Elle dépose un baiser sur ma joue, vient se plaindre de ma barbe qui repousse et moi, j’éclate de rire. Mon regard coule sur sa silhouette ; elle est enfin sortie de l’enfance, songé-je. Ses joues pleines ont disparu, son corps s’est musclé. D’un geste du menton, je lui désigne la table à manger.

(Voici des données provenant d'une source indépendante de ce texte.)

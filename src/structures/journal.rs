use chrono::{DateTime, Utc};
use serde::{Deserialize, Serialize};

#[derive(Clone, Debug, PartialEq, Eq, Serialize, Deserialize)]
pub struct MemoryRecord {
    pub text: String,
    pub hope_delta: i32,
    pub recorded_at: DateTime<Utc>,
}

impl MemoryRecord {
    pub fn now<S: Into<String>>(text: S, hope_delta: i32) -> Self {
        Self {
            text: text.into(),
            hope_delta,
            recorded_at: Utc::now(),
        }
    }
}

/// Append-only journal; records are only handed out by reference.
#[derive(Clone, Debug, Default, PartialEq, Eq)]
pub struct MemoryLog {
    records: Vec<MemoryRecord>,
}

impl MemoryLog {
    pub fn new() -> Self {
        Self::default()
    }

    pub fn from_records(records: Vec<MemoryRecord>) -> Self {
        Self { records }
    }

    pub fn append(&mut self, record: MemoryRecord) {
        self.records.push(record);
    }

    /// Up to `n` records, newest first.
    pub fn get_recent(&self, n: usize) -> Vec<&MemoryRecord> {
        self.records.iter().rev().take(n).collect()
    }

    pub fn latest(&self) -> Option<&MemoryRecord> {
        self.records.last()
    }

    pub fn find_by_keyword(&self, keyword: &str) -> Vec<&MemoryRecord> {
        let needle = keyword.to_lowercase();
        self.records
            .iter()
            .filter(|record| record.text.to_lowercase().contains(&needle))
            .collect()
    }

    pub fn all(&self) -> &[MemoryRecord] {
        &self.records
    }

    pub fn len(&self) -> usize {
        self.records.len()
    }

    pub fn is_empty(&self) -> bool {
        self.records.is_empty()
    }
}

#[cfg(test)]
mod tests {
    use super::*;

    fn sample() -> MemoryLog {
        let mut log = MemoryLog::new();
        log.append(MemoryRecord::now("A song that made you feel understood.", 2));
        log.append(MemoryRecord::now("You faced and overcame The Voice of Doubt.", 10));
        log.append(MemoryRecord::now("A SONG from a summer long ago.", 0));
        log
    }

    #[test]
    fn recent_is_newest_first_and_bounded() {
        let log = sample();
        let recent = log.get_recent(2);
        assert_eq!(recent.len(), 2);
        assert_eq!(recent[0].text, "A SONG from a summer long ago.");
        assert_eq!(recent[1].hope_delta, 10);
        assert_eq!(log.get_recent(10).len(), 3);
    }

    #[test]
    fn keyword_search_ignores_case_and_keeps_order() {
        let log = sample();
        let hits = log.find_by_keyword("song");
        assert_eq!(hits.len(), 2);
        assert!(hits[0].text.starts_with("A song"));
        assert!(hits[1].text.starts_with("A SONG"));
        assert!(log.find_by_keyword("ocean").is_empty());
    }

    #[test]
    fn all_preserves_insertion_order() {
        let log = sample();
        let deltas: Vec<i32> = log.all().iter().map(|r| r.hope_delta).collect();
        assert_eq!(deltas, vec![2, 10, 0]);
        assert_eq!(log.latest().map(|r| r.hope_delta), Some(0));
    }
}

— J’ai envie de te préparer un petit quelque chose, j’imagine que t’es toujours autant une bille en cuisine ? la taquiné-je.

— Aussi nulle que ton humour n’est pas fameux, Ethan.

La réplique me touche en plein cœur et je feins de défaillir, lui causant un éclat de rire qui retentit avec force dans l’appartement. Une fois dans la cuisine, je fouille notre frigidaire pour trouver de quoi nourrir ma végétarienne de compagne.

— J’imagine que tu vas te faire des œufs, du bacon et des saucisses ?

J’entends dans sa voix le dégoût que de mentionner la viande lui provoque et je m’en amuse intérieurement. Si je la sais végétarienne par goût plus que par conviction, ses réactions outrées à chaque fois qu’elle aborde le sujet me font rire. Évidemment que je vais me faire un petit déjeuner so british ! Si Eireann est fortement attachée à sa culture et son identité d’Irlandaise, je ne suis pas mieux de ce côté-là.

Après quelques minutes de silence, uniquement entrecoupé des gargouillis de la bouilloire dans laquelle l’eau chauffe tranquillement ou du crépitement de la graisse dans la poêle, je termine enfin la préparation du petit-déjeuner. Et tandis que je coupe le feu sous la plaque de cuisson, l’appréhension monte en flèche dans mon esprit. Mon estomac se serre et mon cœur bat plus fort. J’ai même l’impression qu’il a migré dans mes oreilles. Je me fustige intérieurement ; je suis un foutu commandant de bord d’un vaisseau et j’angoisse à l’idée de faire une demande en mariage ? J’ai vingt-six ans, je suis officier et je n’arrive pas à me mettre à genoux devant la femme que j’aime sans avoir l’impression que mon esprit quitte mon corps.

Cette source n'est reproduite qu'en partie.